I think people should be who they are at their core. If a guy is sensitive, romantic & loving, he should show that, just be careful as many women will take advantage of it. Only bestow it on the worthy. To act like a Bad Boy when it is not really in your nature, you will fall on your face & be found out anyway. 

I personally prefer the Sensitive , Romantic, Affectioinate , even vulnerable nature of the shy guy the best. So long as he has a healthy sex drive, is Responsible in living & faithful in playing, this would describe my flavor of a GOOD man to settle down with, get dirty with, raise a family with and happily grow old with. 
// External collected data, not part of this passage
// 📎 Uploaded Documents
// Metadata for files attached to a registration (IDs, certificates, receipts).
// The file content itself is never stored, only its name, size and SHA-256.

use crate::error::DocumentError;
use crate::step::Step;
use chrono::{DateTime, Utc};
use serde::{Deserialize, Serialize};
use sha2::{Digest, Sha256};
use std::fs;
use std::path::Path;

#[derive(Debug, Clone, PartialEq, Serialize, Deserialize)]
#[serde(rename_all = "camelCase")]
pub struct UploadedDocument {
    /// Stable identity (UUID)
    pub id: String,

    /// Step that uploaded this document; re-submitting that step replaces it
    pub step: Step,

    /// What the document is, e.g. "national-id", "business-certificate", "receipt"
    pub kind: String,

    pub file_name: String,

    pub size_bytes: u64,

    #[serde(default)]
    #[serde(skip_serializing_if = "Option::is_none")]
    pub sha256: Option<String>,

    pub uploaded_at: DateTime<Utc>,
}

impl UploadedDocument {
    /// Create a document record without reading any file
    pub fn new(step: Step, kind: &str, file_name: &str, size_bytes: u64) -> Self {
        UploadedDocument {
            id: uuid::Uuid::new_v4().to_string(),
            step,
            kind: kind.to_string(),
            file_name: file_name.to_string(),
            size_bytes,
            sha256: None,
            uploaded_at: Utc::now(),
        }
    }

    /// Read a file from disk and record its name, size and digest
    pub fn from_file<P: AsRef<Path>>(step: Step, kind: &str, path: P) -> Result<Self, DocumentError> {
        let path = path.as_ref();

        let file_name = path
            .file_name()
            .map(|name| name.to_string_lossy().into_owned())
            .ok_or_else(|| DocumentError::NoFileName(path.to_path_buf()))?;

        let bytes = fs::read(path).map_err(|source| DocumentError::Io {
            path: path.to_path_buf(),
            source,
        })?;

        Ok(UploadedDocument::new(step, kind, &file_name, bytes.len() as u64).with_digest(&bytes))
    }

    pub fn with_digest(mut self, bytes: &[u8]) -> Self {
        self.sha256 = Some(sha256_hex(bytes));
        self
    }
}

pub fn sha256_hex(bytes: &[u8]) -> String {
    let mut hasher = Sha256::new();
    hasher.update(bytes);
    format!("{:x}", hasher.finalize())
}
// ============================================================================
// RENDERING
// ============================================================================

fn ui(f: &mut Frame, app: &mut App) {
    let chunks = Layout::default()
        .direction(Direction::Vertical)
        .constraints([
            Constraint::Length(3), // Header
            Constraint::Length(3), // Progress
            Constraint::Min(0),    // Menu + content
            Constraint::Length(3), // Status bar
        ])
        .split(f.size());

    render_header(f, chunks[0], app);
    render_progress(f, chunks[1], app);

    let body = Layout::default()
        .direction(Direction::Horizontal)
        .constraints([Constraint::Length(30), Constraint::Min(0)])
        .split(chunks[2]);

    render_side_menu(f, body[0], app);

    match app.wizard.state().view.clone() {
        View::Step(Step::Complete) => render_complete(f, body[1], app),
        View::Step(_) => render_form(f, body[1], app),
        View::Section(InfoSection::Applications) => render_applications(f, body[1], app),
        View::Section(section) => render_info(f, body[1], section),
        View::Unknown(name) => render_unknown(f, body[1], &name),
    }

    render_status_bar(f, chunks[3], app);
}

fn render_header(f: &mut Frame, area: Rect, app: &App) {
    let state = app.wizard.state();
    let position = match state.step_number() {
        Some(n) => format!("Step {} of {}", n, state.total_steps()),
        None => "Not on the current path".to_string(),
    };

    let line = Line::from(vec![
        Span::styled(
            " LRA GST Registration ",
            Style::default().fg(Color::Yellow).add_modifier(Modifier::BOLD),
        ),
        Span::raw(" │ "),
        Span::styled(state.view.title(), Style::default().fg(Color::White)),
        Span::raw(" │ "),
        Span::styled(position, Style::default().fg(Color::DarkGray)),
    ]);

    let header = Paragraph::new(vec![line])
        .block(Block::default().borders(Borders::ALL).border_style(Style::default().fg(Color::Cyan)));
    f.render_widget(header, area);
}

fn render_progress(f: &mut Frame, area: Rect, app: &App) {
    let percent = app.wizard.state().progress_percent();
    let gauge = Gauge::default()
        .block(Block::default().borders(Borders::ALL).title(" Progress "))
        .gauge_style(Style::default().fg(Color::Green).bg(Color::Black))
        .percent(u16::from(percent))
        .label(format!("{}%", percent));
    f.render_widget(gauge, area);
}

fn render_side_menu(f: &mut Frame, area: Rect, app: &App) {
    let state = app.wizard.state();
    let mut lines = vec![Line::from(Span::styled(
        "Registration",
        Style::default().fg(Color::Yellow).add_modifier(Modifier::BOLD),
    ))];

    for (i, step) in state.path().into_iter().enumerate() {
        let (mark, style) = if state.view == View::Step(step) {
            ("▶", Style::default().fg(Color::Cyan).add_modifier(Modifier::BOLD))
        } else if step == state.current_step {
            ("▷", Style::default().fg(Color::Cyan))
        } else if state.completed_steps.contains(&step) {
            ("✓", Style::default().fg(Color::Green))
        } else {
            ("·", Style::default().fg(Color::DarkGray))
        };
        lines.push(Line::from(vec![
            Span::styled(format!(" F{} ", i + 1), Style::default().fg(Color::DarkGray)),
            Span::styled(format!("{} {}", mark, step.title()), style),
        ]));
    }

    lines.push(Line::from(""));
    lines.push(Line::from(Span::styled(
        "Services",
        Style::default().fg(Color::Yellow).add_modifier(Modifier::BOLD),
    )));
    for (section, key) in InfoSection::ALL.into_iter().zip(["^A", "^F", "^T", "^H"]) {
        let style = if state.view == View::Section(section) {
            Style::default().fg(Color::Cyan).add_modifier(Modifier::BOLD)
        } else {
            Style::default().fg(Color::White)
        };
        lines.push(Line::from(vec![
            Span::styled(format!(" {} ", key), Style::default().fg(Color::DarkGray)),
            Span::styled(section.title(), style),
        ]));
    }

    let menu = Paragraph::new(lines).block(Block::default().borders(Borders::ALL).title(" Menu "));
    f.render_widget(menu, area);
}

fn render_form(f: &mut Frame, area: Rect, app: &App) {
    let Some(form) = app.form.as_ref() else {
        return;
    };

    let mut lines = Vec::new();
    for (i, field) in form.fields().iter().enumerate() {
        let focused = i == app.focus;
        let label_style = if focused {
            Style::default().fg(Color::Yellow).add_modifier(Modifier::BOLD)
        } else {
            Style::default().fg(Color::Gray)
        };
        let marker = if field.required { " *" } else { "" };
        let value = match field.kind {
            FieldKind::Choice(_) => format!("◀ {} ▶", field.value),
            FieldKind::Date if field.value.is_empty() => "YYYY-MM-DD".to_string(),
            FieldKind::File if field.value.is_empty() => "(path to file)".to_string(),
            _ if focused => format!("{}▏", field.value),
            _ => field.value.clone(),
        };

        lines.push(Line::from(vec![
            Span::styled(if focused { "→ " } else { "  " }, label_style),
            Span::styled(format!("{}{}: ", field.label, marker), label_style),
            Span::styled(value, Style::default().fg(Color::White)),
        ]));
        if let Some(error) = app.error_for(field.key) {
            lines.push(Line::from(Span::styled(
                format!("    {}", error),
                Style::default().fg(Color::Red),
            )));
        }
    }

    let title = format!(" {} ", form.step().title());
    let paragraph = Paragraph::new(lines)
        .block(Block::default().borders(Borders::ALL).title(title))
        .wrap(Wrap { trim: false });
    f.render_widget(paragraph, area);
}

fn render_complete(f: &mut Frame, area: Rect, app: &App) {
    let data = &app.wizard.state().data;
    let reference = data.application_reference.clone().unwrap_or_default();

    let mut lines = vec![
        Line::from(Span::styled(
            "🎉 Registration submitted",
            Style::default().fg(Color::Green).add_modifier(Modifier::BOLD),
        )),
        Line::from(""),
        Line::from(vec![
            Span::raw("Application reference: "),
            Span::styled(reference, Style::default().fg(Color::Yellow).add_modifier(Modifier::BOLD)),
        ]),
        Line::from(format!("Applicant: {}", data.display_name())),
    ];

    if let Some(status) = data.status {
        lines.push(Line::from(format!("Status: {}", status.as_str())));
        if status == ApplicationStatus::PendingReceipt {
            let challan = data
                .payment_data
                .as_ref()
                .and_then(|p| p.challan_number.clone())
                .unwrap_or_default();
            lines.push(Line::from(""));
            lines.push(Line::from(Span::styled(
                format!("Pay at any bank using challan {} and attach the receipt:", challan),
                Style::default().fg(Color::Yellow),
            )));
            lines.push(Line::from("  lra-gst attach-receipt <reference> <file>"));
        }
    }

    lines.push(Line::from(""));
    lines.push(Line::from("Ctrl+E  Download a copy of this application (JSON)"));
    lines.push(Line::from("Ctrl+N  Start a new application"));

    let paragraph = Paragraph::new(lines)
        .block(Block::default().borders(Borders::ALL).title(" Complete "))
        .wrap(Wrap { trim: false });
    f.render_widget(paragraph, area);
}

fn render_applications(f: &mut Frame, area: Rect, app: &mut App) {
    let header_cells = ["Reference", "Applicant", "Status", "Submitted"]
        .iter()
        .map(|h| Cell::from(*h).style(Style::default().fg(Color::Yellow).add_modifier(Modifier::BOLD)));
    let header = Row::new(header_cells)
        .style(Style::default().bg(Color::DarkGray))
        .height(1);

    let applications = app.applications();
    let rows = applications.iter().map(|application| {
        let color = match application.status {
            ApplicationStatus::Approved => Color::Green,
            ApplicationStatus::Rejected => Color::Red,
            ApplicationStatus::PendingReceipt => Color::Yellow,
            ApplicationStatus::UnderReview | ApplicationStatus::Submitted => Color::Cyan,
        };
        Row::new(vec![
            Cell::from(application.application_reference.clone()),
            Cell::from(truncate(&application.applicant_name, 28)),
            Cell::from(application.status.as_str()).style(Style::default().fg(color)),
            Cell::from(application.submitted_at.format("%Y-%m-%d").to_string()),
        ])
        .height(1)
    });

    let table = Table::new(
        rows,
        [
            Constraint::Length(22),
            Constraint::Length(30),
            Constraint::Length(16),
            Constraint::Length(12),
        ],
    )
    .header(header)
    .block(
        Block::default()
            .borders(Borders::ALL)
            .title(format!(" My Applications ({}) ", applications.len())),
    );

    f.render_stateful_widget(table, area, &mut app.applications_state);
}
This is what I have. If I ever lost him, I would be looking for a similar replacement , as hard as it may be to find in this world.


----------



## RandomDude (Dec 18, 2010)

> I personally prefer the Sensitive , Romantic, Affectioinate , even vulnerable nature of the shy guy the best.


YouTube - BEDAZZLED ~ Sensitive ~ Elliott Wish

:rofl:


----------



## BigBadWolf (Nov 30, 2009)

Don't focus on "bad boy" too much. That is missing the point.
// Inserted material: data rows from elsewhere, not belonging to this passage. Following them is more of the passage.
fn seed_application(
    reference: &str,
    submitted_at: DateTime<Utc>,
    mut registration: RegistrationData,
    status: ApplicationStatus,
) -> Application {
    registration.application_reference = Some(reference.to_string());
    registration.submission_date = Some(submitted_at);
    registration.status = Some(status);

    Application {
        application_reference: reference.to_string(),
        status,
        submitted_at,
        applicant_name: registration.display_name(),
        registration,
    }
}

/// Fixed list shown on first run and whenever stored data can't be read
pub fn seed_applications() -> Vec<Application> {
    let declaration = PropertyData {
        owns_residential_property: false,
        properties: Vec::new(),
        declaration_accepted: true,
    };

    let business = RegistrationData {
        entry_point: Some(EntryPoint::Business),
        business_type: Some("limited liability company".to_string()),
        business_data: Some(BusinessData {
            business_type: "limited liability company".to_string(),
            business_name: "Kollie Trading Inc.".to_string(),
            registration_number: "LBR-2025-00418".to_string(),
            tin: Some("500123456".to_string()),
            address: "12 Randall Street, Monrovia".to_string(),
            county: "Montserrado".to_string(),
            phone: "+231 770 123 456".to_string(),
            email: Some("accounts@kollietrading.lr".to_string()),
            has_branches: false,
        }),
        property_data: Some(declaration.clone()),
        payment_data: Some(PaymentData {
            payment_method: PaymentMethod::Card,
            challan_number: None,
            receipt: None,
            declaration_accepted: true,
        }),
        ..RegistrationData::default()
    };

    let individual = RegistrationData {
        entry_point: Some(EntryPoint::Individual),
        applicant_type: Some("individual".to_string()),
        individual_data: Some(IndividualData {
            applicant_type: "individual".to_string(),
            first_name: "Musu".to_string(),
            last_name: "Johnson".to_string(),
            national_id: "NIR-8841203".to_string(),
            date_of_birth: None,
            phone: "+231 886 555 010".to_string(),
            email: None,
            address: "Sinkor, Old Road".to_string(),
            county: "Montserrado".to_string(),
        }),
        property_data: Some(declaration.clone()),
        payment_data: Some(PaymentData {
            payment_method: PaymentMethod::Offline,
            challan_number: Some("CHL/2025/000002".to_string()),
            receipt: Some(UploadedDocument::new(Step::Review, "receipt", "bank-slip.jpg", 184_320)),
            declaration_accepted: true,
        }),
        ..RegistrationData::default()
    };

    let pending = RegistrationData {
        entry_point: Some(EntryPoint::Business),
        business_type: Some("partnership".to_string()),
        business_data: Some(BusinessData {
            business_type: "partnership".to_string(),
            business_name: "Bong Mines Supplies".to_string(),
            registration_number: "LBR-2025-01102".to_string(),
            tin: None,
            address: "Main Street, Gbarnga".to_string(),
            county: "Bong".to_string(),
            phone: "+231 777 900 321".to_string(),
            email: None,
            has_branches: false,
        }),
        property_data: Some(declaration),
        payment_data: Some(PaymentData {
            payment_method: PaymentMethod::Offline,
            challan_number: Some("CHL/2025/000003".to_string()),
            receipt: None,
            declaration_accepted: true,
        }),
        ..RegistrationData::default()
    };

    vec![
        seed_application("LRA/GST/2025/000001", seed_date(2025, 3, 14), business, ApplicationStatus::Approved),
        seed_application("LRA/GST/2025/000002", seed_date(2025, 6, 2), individual, ApplicationStatus::UnderReview),
        seed_application("LRA/GST/2025/000003", seed_date(2025, 9, 21), pending, ApplicationStatus::PendingReceipt),
    ]
}
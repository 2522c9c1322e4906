// 🧾 Submission - References, status, challans, export
// Everything that happens when the review step completes, plus the JSON
// download offered on the completion screen.

use crate::documents::UploadedDocument;
use crate::error::ExportError;
use crate::registration::{ApplicationStatus, PaymentMethod, RegistrationData};
use chrono::{DateTime, Datelike, Utc};
use serde::{Deserialize, Serialize};
use std::fs;
use std::path::{Path, PathBuf};

// ============================================================================
// APPLICATION (post-submission record)
// ============================================================================

/// Frozen copy of a submitted registration
#[derive(Debug, Clone, PartialEq, Serialize, Deserialize)]
#[serde(rename_all = "camelCase")]
pub struct Application {
    pub application_reference: String,
    pub status: ApplicationStatus,
    pub submitted_at: DateTime<Utc>,
    pub applicant_name: String,
    pub registration: RegistrationData,
}

impl Application {
    /// Freeze a submitted registration. None if it has no reference yet.
    pub fn from_registration(data: &RegistrationData) -> Option<Application> {
        let reference = data.application_reference.clone()?;
        Some(Application {
            application_reference: reference,
            status: data.status.unwrap_or(ApplicationStatus::Submitted),
            submitted_at: data.submission_date.unwrap_or_else(Utc::now),
            applicant_name: data.display_name(),
            registration: data.clone(),
        })
    }

    /// Attach a bank receipt; the application moves to under-review
    pub fn attach_receipt(&mut self, mut receipt: UploadedDocument) {
        receipt.kind = "receipt".to_string();
        if let Some(payment) = self.registration.payment_data.as_mut() {
            payment.receipt = Some(receipt.clone());
        }
        self.registration.uploaded_documents.push(receipt);
        self.set_status(ApplicationStatus::UnderReview);
    }

    pub fn set_status(&mut self, status: ApplicationStatus) {
        self.status = status;
        self.registration.status = Some(status);
    }

    pub fn payment_method(&self) -> Option<PaymentMethod> {
        self.registration
            .payment_data
            .as_ref()
            .map(|payment| payment.payment_method)
    }
}

// ============================================================================
// REFERENCES & STATUS
// ============================================================================

pub fn application_reference(year: i32, sequence: u32) -> String {
    format!("LRA/GST/{}/{:06}", year, sequence)
}

/// Payment voucher number for offline (bank) payments
pub fn challan_number(year: i32, sequence: u32) -> String {
    format!("CHL/{}/{:06}", year, sequence)
}

/// Stored count + 1, skipping any sequence whose reference is already taken
/// (a deleted application would otherwise hand out a duplicate).
pub fn next_sequence(existing: &[Application], year: i32) -> u32 {
    let mut sequence = existing.len() as u32 + 1;
    while existing
        .iter()
        .any(|app| app.application_reference == application_reference(year, sequence))
    {
        sequence += 1;
    }
    sequence
}

/// Status right after submission: a pure function of method and receipt
pub fn derive_status(method: PaymentMethod, has_receipt: bool) -> ApplicationStatus {
    match (method.is_offline(), has_receipt) {
        (true, false) => ApplicationStatus::PendingReceipt,
        (true, true) => ApplicationStatus::UnderReview,
        (false, _) => ApplicationStatus::Submitted,
    }
}

/// Stamp reference, date, status (and challan for offline payments) onto a
/// registration whose review step just completed.
///
/// Returns the frozen application, or None if it was already submitted.
pub fn finalize_submission(
    data: &mut RegistrationData,
    now: DateTime<Utc>,
    sequence: u32,
) -> Option<Application> {
    if data.is_submitted() {
        return None;
    }

    let year = now.year();
    let method = data
        .payment_data
        .as_ref()
        .map(|payment| payment.payment_method)
        .unwrap_or(PaymentMethod::Offline);

    if let Some(payment) = data.payment_data.as_mut() {
        if payment.payment_method.is_offline() && payment.challan_number.is_none() {
            payment.challan_number = Some(challan_number(year, sequence));
        }
    }

    let status = derive_status(method, data.has_receipt());
    data.record_submission(application_reference(year, sequence), now, status);

    Application::from_registration(data)
}

// ============================================================================
// EXPORT
// ============================================================================

/// `GST_Application_LRA-GST-2026-000001.json`
pub fn export_file_name(reference: Option<&str>) -> String {
    let stem = reference
        .map(|r| r.replace('/', "-"))
        .unwrap_or_else(|| "draft".to_string());
    format!("GST_Application_{}.json", stem)
}

pub fn export_json(data: &RegistrationData) -> Result<String, serde_json::Error> {
    serde_json::to_string_pretty(data)
}

/// Write the registration into `dir`, returning the created file's path
pub fn export_registration<P: AsRef<Path>>(
    data: &RegistrationData,
    dir: P,
) -> Result<PathBuf, ExportError> {
    let path = dir
        .as_ref()
        .join(export_file_name(data.application_reference.as_deref()));
    fs::write(&path, export_json(data)?)?;
    tracing::info!(path = %path.display(), "exported registration");
    Ok(path)
}

// ============================================================================
// TESTS
// ============================================================================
And trying to become something you are not, that is NEVER the point!

A woman, she is looking for her man to be his own man. 
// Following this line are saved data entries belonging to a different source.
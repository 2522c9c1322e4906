// 🧭 Steps & Views - What the wizard can show
// A Step is one stage of the linear registration flow.
// An InfoSection is a side-menu page outside the flow.
// A View is whatever is on screen right now (including views we don't recognise).

use serde::{Deserialize, Serialize};
use std::fmt;
use std::str::FromStr;

// ============================================================================
// STEP
// ============================================================================

#[derive(Debug, Clone, Copy, PartialEq, Eq, PartialOrd, Ord, Hash, Serialize, Deserialize)]
#[serde(rename_all = "kebab-case")]
pub enum Step {
    Entry,
    Individual,
    Business,
    SoleProprietorship,
    Branch,
    Property,
    Review,
    Complete,
}

impl Step {
    /// Every step, in canonical display order
    pub const ALL: [Step; 8] = [
        Step::Entry,
        Step::Individual,
        Step::Business,
        Step::SoleProprietorship,
        Step::Branch,
        Step::Property,
        Step::Review,
        Step::Complete,
    ];

    /// Stable identifier (also the persisted form)
    pub fn as_str(&self) -> &'static str {
        match self {
            Step::Entry => "entry",
            Step::Individual => "individual",
            Step::Business => "business",
            Step::SoleProprietorship => "sole-proprietorship",
            Step::Branch => "branch",
            Step::Property => "property",
            Step::Review => "review",
            Step::Complete => "complete",
        }
    }

    /// Human readable title for steppers and headers
    pub fn title(&self) -> &'static str {
        match self {
            Step::Entry => "Start Registration",
            Step::Individual => "Individual Details",
            Step::Business => "Business Details",
            Step::SoleProprietorship => "Sole Proprietorship",
            Step::Branch => "Branches",
            Step::Property => "Residential Property Declaration",
            Step::Review => "Review & Payment",
            Step::Complete => "Registration Complete",
        }
    }

    /// Steps that are backed by a form (everything except the completion screen)
    pub fn has_form(&self) -> bool {
        !matches!(self, Step::Complete)
    }
}

impl fmt::Display for Step {
    fn fmt(&self, f: &mut fmt::Formatter<'_>) -> fmt::Result {
        f.write_str(self.as_str())
    }
}

impl FromStr for Step {
    type Err = String;

    fn from_str(s: &str) -> Result<Self, Self::Err> {
        Step::ALL
            .iter()
            .copied()
            .find(|step| step.as_str() == s)
            .ok_or_else(|| format!("unknown step: {}", s))
    }
}

// ============================================================================
// INFO SECTIONS (side menu, not part of the wizard)
// ============================================================================

#[derive(Debug, Clone, Copy, PartialEq, Eq, Hash, Serialize, Deserialize)]
#[serde(rename_all = "kebab-case")]
pub enum InfoSection {
    Applications,
    Fees,
    Certificates,
    Help,
}

impl InfoSection {
    pub const ALL: [InfoSection; 4] = [
        InfoSection::Applications,
        InfoSection::Fees,
        InfoSection::Certificates,
        InfoSection::Help,
    ];

    pub fn as_str(&self) -> &'static str {
        match self {
            InfoSection::Applications => "applications",
            InfoSection::Fees => "fees",
            InfoSection::Certificates => "certificates",
            InfoSection::Help => "help",
        }
    }

    pub fn title(&self) -> &'static str {
        match self {
            InfoSection::Applications => "My Applications",
            InfoSection::Fees => "Fees & Charges",
            InfoSection::Certificates => "Certificates",
            InfoSection::Help => "Help",
        }
    }
}

impl FromStr for InfoSection {
    type Err = String;

    fn from_str(s: &str) -> Result<Self, Self::Err> {
        InfoSection::ALL
            .iter()
            .copied()
            .find(|section| section.as_str() == s)
            .ok_or_else(|| format!("unknown section: {}", s))
    }
}

// ============================================================================
// VIEW
// ============================================================================

/// What is currently rendered.
///
/// Persisted as a plain string so a draft written by a newer build (or edited
/// by hand) still loads: anything unrecognised becomes `View::Unknown` and is
/// rendered as a placeholder instead of failing the whole restore.
#[derive(Debug, Clone, PartialEq, Eq, Serialize, Deserialize)]
#[serde(from = "String", into = "String")]
pub enum View {
    Step(Step),
    Section(InfoSection),
    Unknown(String),
}

impl View {
    pub fn as_step(&self) -> Option<Step> {
        match self {
            View::Step(step) => Some(*step),
            _ => None,
        }
    }

    pub fn title(&self) -> String {
        match self {
            View::Step(step) => step.title().to_string(),
            View::Section(section) => section.title().to_string(),
            View::Unknown(name) => format!("Unknown step ({})", name),
        }
    }
}

impl From<String> for View {
    fn from(value: String) -> Self {
        if let Ok(step) = value.parse::<Step>() {
            View::Step(step)
        } else if let Ok(section) = value.parse::<InfoSection>() {
            View::Section(section)
        } else {
            View::Unknown(value)
        }
    }
}

impl From<View> for String {
    fn from(view: View) -> Self {
        match view {
            View::Step(step) => step.as_str().to_string(),
            View::Section(section) => section.as_str().to_string(),
            View::Unknown(name) => name,
        }
    }
}

impl From<Step> for View {
    fn from(step: Step) -> Self {
        View::Step(step)
    }
}

// ============================================================================
// TESTS
// ============================================================================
The "bad boy", despite all the negatives that are not good for long term relationships, possesses the tings a woman finds irrestible: he is a challenge to her and not boring, and demonstrating he is not afraid to stand for himself.

A woman, she is not looking for her man to be a child. That is the danger of being too "nice guy" to a woman.

Since youtube links are out, here's a good one that is food for thinking:

YouTube - Bad Boys and Women






RandomDude said:


> YouTube - BEDAZZLED ~ Sensitive ~ Elliott Wish
> 
> :rofl:


@RandomDude:That was just painful. 

I have not seen that movie, but it is good to see popular culture not missing these same tings, "nice guys" and "bad boys", even if very over the top.


----------



## sisters359 (Apr 9, 2009)

RandomDude said:


> YouTube - BEDAZZLED ~ Sensitive ~ Elliott Wish
> 
> :rofl:


Hilarious!


----------



## Deejo (May 20, 2008)

RandomDude said:


> YouTube - BEDAZZLED ~ Sensitive ~ Elliott Wish
> 
> :rofl:


I coughed up blood from laughing so hard.


----------



## remmons (Dec 20, 2010)

This is what my wife wanted in a man when I met her...this is not neccessarily in order of importance.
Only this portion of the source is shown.